Home » Annual Tokyo Fireworks Festival To Be Held For 1st Time In 4 Years

Annual Tokyo Fireworks Festival To Be Held For 1st Time In 4 Years

A major annual firework festival in Tokyo will be held this summer for the first time in four years after the display was repeatedly canceled due to COVID-19 restrictions, the event’s organizer said Tuesday.

The Sumida River Fireworks Festival, considered a mainstay summer event in the Japanese capital, is slated to be held on July 29. The festival was greenlit ahead of the government’s decision to downgrade COVID-19 as a common disease next month.

“We would like people to be able to relax and have fun at the event for the first time in four years,” a spokesperson said.

Around 20,000 fireworks will be set off, with the display expected to attract about 950,000 people, according to the organizer.

Restrictions for events will be scrapped when the government downgrades the legal status of COVID-19 to Class 5, or the same category as seasonal influenza, on May 8.

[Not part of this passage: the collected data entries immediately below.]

//! Per-submission session identifiers

use serde::{Deserialize, Serialize};
use std::fmt;
use std::time::{SystemTime, UNIX_EPOCH};

/// Client-generated identifier for one search submission
///
/// Format: millisecond timestamp, a dash, and a random hex suffix. The id
/// correlates a batch of results and tags asynchronous attach-task-id calls;
/// it carries no server-side meaning.
#[derive(Debug, Clone, PartialEq, Eq, Hash, Serialize, Deserialize)]
#[serde(transparent)]
pub struct SessionId(String);

impl SessionId {
    /// Generate a fresh session id for a new submission
    pub fn new() -> Self {
        let millis = SystemTime::now()
            .duration_since(UNIX_EPOCH)
            .unwrap_or_default()
            .as_millis();
        let suffix: u32 = rand::random();
        Self(format!("{}-{:08x}", millis, suffix))
    }

    /// Wrap an existing identifier (e.g. one received over the wire)
    pub fn from_string(s: impl Into<String>) -> Self {
        Self(s.into())
    }

    /// The identifier as a string slice
    pub fn as_str(&self) -> &str {
        &self.0
    }
}

impl Default for SessionId {
    fn default() -> Self {
        Self::new()
    }
}

impl fmt::Display for SessionId {
    fn fmt(&self, f: &mut fmt::Formatter<'_>) -> fmt::Result {
        f.write_str(&self.0)
    }
}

The disease is currently designated as a special category equivalent to or stricter than Class 2, which covers infectious diseases such as tuberculosis and severe acute respiratory syndrome, or SARS, under the law.

The organizer said it will adhere to government policy in preventing the spread of infection.

Meanwhile Japan on Tuesday confirmed 10,219 new COVID-19 cases, an increase of about 500 from a week before.

Thirty-two deaths linked to COVID-19 were newly reported across the country, while the number of severe cases rose by four from Monday to 62.

In Tokyo, 1,490 new cases were confirmed, a rise of 133 from a week earlier. Four new deaths were reported, while the number of severe cases rose by two from Monday to five.

Among other prefectures in Japan, new cases totaled 785 in Osaka, 717 in Kanagawa, 663 in Hokkaido and 541 in Aichi.